An exact copy of every entry is what's needed, so please transcribe them all.

** Data excerpts follows **

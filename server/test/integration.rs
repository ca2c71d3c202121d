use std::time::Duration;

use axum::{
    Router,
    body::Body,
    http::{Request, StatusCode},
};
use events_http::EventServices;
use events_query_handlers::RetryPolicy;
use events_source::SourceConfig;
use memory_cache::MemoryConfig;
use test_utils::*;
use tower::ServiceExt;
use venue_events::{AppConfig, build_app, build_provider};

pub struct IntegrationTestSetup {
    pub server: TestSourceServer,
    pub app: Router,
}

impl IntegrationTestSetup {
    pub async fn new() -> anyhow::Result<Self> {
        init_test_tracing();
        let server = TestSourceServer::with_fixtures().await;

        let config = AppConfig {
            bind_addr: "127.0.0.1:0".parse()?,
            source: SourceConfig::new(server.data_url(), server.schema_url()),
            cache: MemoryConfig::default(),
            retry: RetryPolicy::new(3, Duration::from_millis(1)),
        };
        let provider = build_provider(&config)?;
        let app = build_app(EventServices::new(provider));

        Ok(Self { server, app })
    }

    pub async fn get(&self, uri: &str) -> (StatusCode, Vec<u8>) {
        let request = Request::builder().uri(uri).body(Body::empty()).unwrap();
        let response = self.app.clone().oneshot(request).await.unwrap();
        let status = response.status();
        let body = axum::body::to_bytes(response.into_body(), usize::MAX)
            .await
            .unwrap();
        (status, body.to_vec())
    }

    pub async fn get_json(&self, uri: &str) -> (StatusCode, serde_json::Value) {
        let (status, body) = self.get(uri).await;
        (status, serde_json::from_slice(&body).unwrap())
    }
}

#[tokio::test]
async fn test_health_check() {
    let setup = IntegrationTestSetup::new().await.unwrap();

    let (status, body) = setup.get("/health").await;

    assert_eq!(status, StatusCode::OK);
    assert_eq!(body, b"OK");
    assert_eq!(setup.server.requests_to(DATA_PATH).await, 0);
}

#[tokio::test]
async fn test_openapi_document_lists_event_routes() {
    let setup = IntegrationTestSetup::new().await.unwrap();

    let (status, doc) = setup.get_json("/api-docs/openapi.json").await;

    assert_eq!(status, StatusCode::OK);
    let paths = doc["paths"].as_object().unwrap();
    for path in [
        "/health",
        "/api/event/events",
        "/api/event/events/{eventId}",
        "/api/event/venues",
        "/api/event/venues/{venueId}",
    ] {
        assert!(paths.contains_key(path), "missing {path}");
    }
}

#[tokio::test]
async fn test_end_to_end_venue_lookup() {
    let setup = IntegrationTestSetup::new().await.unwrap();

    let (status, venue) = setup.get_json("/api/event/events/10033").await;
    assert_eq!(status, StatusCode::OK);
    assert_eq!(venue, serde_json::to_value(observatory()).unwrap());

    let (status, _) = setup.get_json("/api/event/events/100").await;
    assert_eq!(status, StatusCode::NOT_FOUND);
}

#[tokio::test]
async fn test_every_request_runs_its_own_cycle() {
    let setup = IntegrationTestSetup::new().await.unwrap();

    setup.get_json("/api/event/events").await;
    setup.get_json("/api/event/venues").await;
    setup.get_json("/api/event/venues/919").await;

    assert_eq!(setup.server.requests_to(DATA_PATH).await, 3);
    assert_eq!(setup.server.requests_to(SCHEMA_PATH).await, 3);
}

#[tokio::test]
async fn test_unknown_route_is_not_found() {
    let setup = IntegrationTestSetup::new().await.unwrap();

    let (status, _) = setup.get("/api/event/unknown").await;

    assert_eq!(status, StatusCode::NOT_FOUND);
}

** End of Data excerpts **

Task result:
filename server/test/integration.rs
repository ca2c71d3c202121d
use std::time::Duration;

use axum::{
    Router,
    body::Body,
    http::{Request, StatusCode},
};
use events_http::EventServices;
use events_query_handlers::RetryPolicy;
use events_source::SourceConfig;
use memory_cache::MemoryConfig;
use test_utils::*;
use tower::ServiceExt;
use venue_events::{AppConfig, build_app, build_provider};

pub struct IntegrationTestSetup {
    pub server: TestSourceServer,
    pub app: Router,
}

impl IntegrationTestSetup {
    pub async fn new() -> anyhow::Result<Self> {
        init_test_tracing();
        let server = TestSourceServer::with_fixtures().await;

        let config = AppConfig {
            bind_addr: "127.0.0.1:0".parse()?,
            source: SourceConfig::new(server.data_url(), server.schema_url()),
            cache: MemoryConfig::default(),
            retry: RetryPolicy::new(3, Duration::from_millis(1)),
        };
        let provider = build_provider(&config)?;
        let app = build_app(EventServices::new(provider));

        Ok(Self { server, app })
    }

    pub async fn get(&self, uri: &str) -> (StatusCode, Vec<u8>) {
        let request = Request::builder().uri(uri).body(Body::empty()).unwrap();
        let response = self.app.clone().oneshot(request).await.unwrap();
        let status = response.status();
        let body = axum::body::to_bytes(response.into_body(), usize::MAX)
            .await
            .unwrap();
        (status, body.to_vec())
    }

    pub async fn get_json(&self, uri: &str) -> (StatusCode, serde_json::Value) {
        let (status, body) = self.get(uri).await;
        (status, serde_json::from_slice(&body).unwrap())
    }
}

#[tokio::test]
async fn test_health_check() {
    let setup = IntegrationTestSetup::new().await.unwrap();

    let (status, body) = setup.get("/health").await;

    assert_eq!(status, StatusCode::OK);
    assert_eq!(body, b"OK");
    assert_eq!(setup.server.requests_to(DATA_PATH).await, 0);
}

#[tokio::test]
async fn test_openapi_document_lists_event_routes() {
    let setup = IntegrationTestSetup::new().await.unwrap();

    let (status, doc) = setup.get_json("/api-docs/openapi.json").await;

    assert_eq!(status, StatusCode::OK);
    let paths = doc["paths"].as_object().unwrap();
    for path in [
        "/health",
        "/api/event/events",
        "/api/event/events/{eventId}",
        "/api/event/venues",
        "/api/event/venues/{venueId}",
    ] {
        assert!(paths.contains_key(path), "missing {path}");
    }
}

#[tokio::test]
async fn test_end_to_end_venue_lookup() {
    let setup = IntegrationTestSetup::new().await.unwrap();

    let (status, venue) = setup.get_json("/api/event/events/10033").await;
    assert_eq!(status, StatusCode::OK);
    assert_eq!(venue, serde_json::to_value(observatory()).unwrap());

    let (status, _) = setup.get_json("/api/event/events/100").await;
    assert_eq!(status, StatusCode::NOT_FOUND);
}

#[tokio::test]
async fn test_every_request_runs_its_own_cycle() {
    let setup = IntegrationTestSetup::new().await.unwrap();

    setup.get_json("/api/event/events").await;
    setup.get_json("/api/event/venues").await;
    setup.get_json("/api/event/venues/919").await;

    assert_eq!(setup.server.requests_to(DATA_PATH).await, 3);
    assert_eq!(setup.server.requests_to(SCHEMA_PATH).await, 3);
}

#[tokio::test]
async fn test_unknown_route_is_not_found() {
    let setup = IntegrationTestSetup::new().await.unwrap();

    let (status, _) = setup.get("/api/event/unknown").await;

    assert_eq!(status, StatusCode::NOT_FOUND);
}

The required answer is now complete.